Patricia Highsmith
Patricia Highsmith (19 Janvier 1921 - 4 Février 1995) est un auteur américain connu pour ses thrillers psychologiques, qui ont été adaptés plus d'une douzaine de fois au cinéma. A titre d'exemple, Strangers on a Train, « L'inconnu du Nord-Express », est à l'origine de trois films dont le plus connu est celui d'Alfred Hitchcock en 1951. En plus de sa célèbre série sur le meurtrier Tom Ripley, elle a écrit de nombreuses histoires courtes, souvent macabres, satiriques ou teintées d'humour noir. Highsmith a su s'imposer comme un grand auteur, récompensé par deux Edgar Allan Poe Awards pour L'Inconnu du Nord-Express et Mr Ripley, qui reçoit également le Grand prix de littérature policière. Elle est nommée Chevalier des Arts et Lettres en 1990. La biographie que lui consacre François Rivière porte en titre sa vision de la vie : Un long et merveilleux suicide.

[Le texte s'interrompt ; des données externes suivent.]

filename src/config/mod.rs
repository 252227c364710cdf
pub mod settings;

pub use settings::*;
//! Database seam. Handlers only see `SqlBackend`; the server wires in `MySqlBackend`
//! and tests wire in an in-memory fake.

mod mysql;
pub use mysql::MySqlBackend;

use crate::error::AppError;
use crate::patient::{NewPatient, Patient};
use async_trait::async_trait;
use serde_json::Value;

/// Result of a non-row-returning statement.
#[derive(Clone, Copy, Debug, Default, PartialEq, Eq)]
pub struct ExecOutcome {
    pub affected_rows: u64,
    /// Identity assigned by the store, if any.
    pub insert_id: Option<u64>,
}

#[async_trait]
pub trait SqlBackend: Send + Sync {
    /// Run a statement verbatim and return every row as a column-name -> value object.
    async fn fetch_rows(&self, sql: &str) -> Result<Vec<Value>, AppError>;

    /// Run a statement verbatim and report affected rows and the new identity.
    async fn execute(&self, sql: &str) -> Result<ExecOutcome, AppError>;

    /// All patient records, ascending by id.
    async fn list_patients(&self) -> Result<Vec<Patient>, AppError>;

    /// Insert one patient and return its assigned id.
    async fn insert_patient(&self, patient: &NewPatient) -> Result<u64, AppError>;
}
//! Patient handlers: list and create.

use crate::error::{AppError, MSG_INVALID_JSON};
use crate::response;
use crate::service::PatientService;
use crate::state::AppState;
use axum::body::Bytes;
use axum::extract::rejection::BytesRejection;
use axum::extract::State;
use axum::http::StatusCode;
use axum::response::IntoResponse;
use axum::Json;
use serde_json::Value;

/// GET /patients
pub async fn list(State(state): State<AppState>) -> Result<impl IntoResponse, AppError> {
    let patients = PatientService::list(state.backend.as_ref()).await?;
    Ok(Json(patients))
}

/// POST /patients with `{name, dateOfBirth}`. The body is parsed as JSON whatever its
/// declared content type.
pub async fn create(
    State(state): State<AppState>,
    body: Result<Bytes, BytesRejection>,
) -> Result<impl IntoResponse, AppError> {
    let body = match body {
        Ok(b) => b,
        Err(e) if e.status() == StatusCode::PAYLOAD_TOO_LARGE => return Err(AppError::PayloadTooLarge),
        Err(e) => {
            tracing::debug!(error = %e, "could not read request body");
            return Err(AppError::Validation(MSG_INVALID_JSON.into()));
        }
    };
    let value: Value = if body.is_empty() {
        Value::Object(Default::default())
    } else {
        serde_json::from_slice(&body).map_err(|_| AppError::Validation(MSG_INVALID_JSON.into()))?
    };
    let id = PatientService::create(state.backend.as_ref(), &value).await?;
    Ok(response::created(id))
}
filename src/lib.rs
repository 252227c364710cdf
//! SQL gateway: verb-gated raw SQL over HTTP, plus a typed `patient` resource.

pub mod backend;
pub mod config;
pub mod error;
pub mod extractors;
pub mod handlers;
pub mod patient;
pub mod response;
pub mod routes;
pub mod server;
pub mod service;
pub mod sql;
pub mod state;
pub mod store;

pub use backend::{ExecOutcome, MySqlBackend, SqlBackend};
pub use config::{DatabaseSettings, Features, Settings};
pub use error::{AppError, ConfigError, StartupError};
pub use patient::{NewPatient, Patient};
pub use routes::app_router;
pub use server::run;
pub use service::{PatientService, SqlGateway, Verb};
pub use sql::{classify, StatementKind};
pub use state::AppState;
pub use store::{connect_pool, ensure_database_exists, ensure_patient_table, provision};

Essayons de la connaître un peu mieux :
Patricia Highsmith, de son vrai nom Mary Patricia Plangman est née dans les faubourgs de Fort Worth, Texas. Mary Highsmith, sa mère, divorce de son père cinq mois avant sa naissance. Elle est élevée en premier par sa grand-mère maternelle dans la ville de New York (une époque qu'elle décrira plus tard comme son «petit enfer»), puis par sa mère et son beau-père, qui étaient tous les deux des créateurs publicitaires. La jeune Patricia entretient des relations intenses et compliquées avec sa mère et son beau-père, homme que bien des années plus tard elle essayera de gagner à sa cause dans les multiples confrontations qui l'opposaient à sa mère. Selon Patricia Highsmith, sa mère lui aurait avoué qu'elle avait tenté de se faire avorter en buvant de l'essence de térébenthine. Il semble qu'elle n'ait jamais résolu tout au long de sa vie cette relation amour-haine qu'elle a romancée dans sa nouvelle Le Terrapin, où un jeune garçon poignarde sa mère à mort.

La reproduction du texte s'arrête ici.